_GIVEN RECORDS_:
* * * * *

// src/exec/backend.rs

//! Pluggable executor backend abstraction.
//!
//! The runtime talks to an `ExecutorBackend` instead of a raw mpsc sender,
//! so tests can swap in a fake executor that records scheduled tasks and
//! emits `TaskCompleted` events directly.

use std::future::Future;
use std::pin::Pin;
use std::sync::Arc;

use tokio::sync::mpsc;

use crate::engine::RuntimeEvent;
use crate::errors::Result;
use crate::pipeline::{ScheduledTask, TaskRegistry};

use super::executor_loop::spawn_executor;
use super::task_runner::PipelineContext;

/// Trait abstracting how scheduled tasks are executed.
pub trait ExecutorBackend: Send {
    /// Dispatch the given tasks for execution.
    fn spawn_ready_tasks(
        &mut self,
        tasks: Vec<ScheduledTask>,
    ) -> Pin<Box<dyn Future<Output = Result<()>> + Send + '_>>;
}

/// Real executor backend used in production.
///
/// Wraps the executor loop in [`spawn_executor`]; `spawn_ready_tasks`
/// forwards tasks to it over an mpsc channel.
pub struct RealExecutorBackend {
    tx: mpsc::Sender<ScheduledTask>,
}

impl RealExecutorBackend {
    /// Spawns the background executor loop immediately.
    pub fn new(
        registry: Arc<TaskRegistry>,
        ctx: PipelineContext,
        runtime_tx: mpsc::Sender<RuntimeEvent>,
    ) -> Self {
        let tx = spawn_executor(registry, ctx, runtime_tx);
        Self { tx }
    }
}

impl ExecutorBackend for RealExecutorBackend {
    fn spawn_ready_tasks(
        &mut self,
        tasks: Vec<ScheduledTask>,
    ) -> Pin<Box<dyn Future<Output = Result<()>> + Send + '_>> {
        // Clone the sender so the future doesn't borrow `self` across `await`.
        let tx = self.tx.clone();

        Box::pin(async move {
            for task in tasks {
                tx.send(task)
                    .await
                    .map_err(|e| anyhow::anyhow!("executor channel closed: {e}"))?;
            }
            Ok(())
        })
    }
}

* * * * *

_WHAT YOU NEED TO DO_:
Lines from the top of the entries above to the line that contains "tasks for execution." should be set down exactly, please, with both ends kept and nothing added.

_YOUR SOLUTION_:
// src/exec/backend.rs

//! Pluggable executor backend abstraction.
//!
//! The runtime talks to an `ExecutorBackend` instead of a raw mpsc sender,
//! so tests can swap in a fake executor that records scheduled tasks and
//! emits `TaskCompleted` events directly.

use std::future::Future;
use std::pin::Pin;
use std::sync::Arc;

use tokio::sync::mpsc;

use crate::engine::RuntimeEvent;
use crate::errors::Result;
use crate::pipeline::{ScheduledTask, TaskRegistry};

use super::executor_loop::spawn_executor;
use super::task_runner::PipelineContext;

/// Trait abstracting how scheduled tasks are executed.
pub trait ExecutorBackend: Send {
    /// Dispatch the given tasks for execution.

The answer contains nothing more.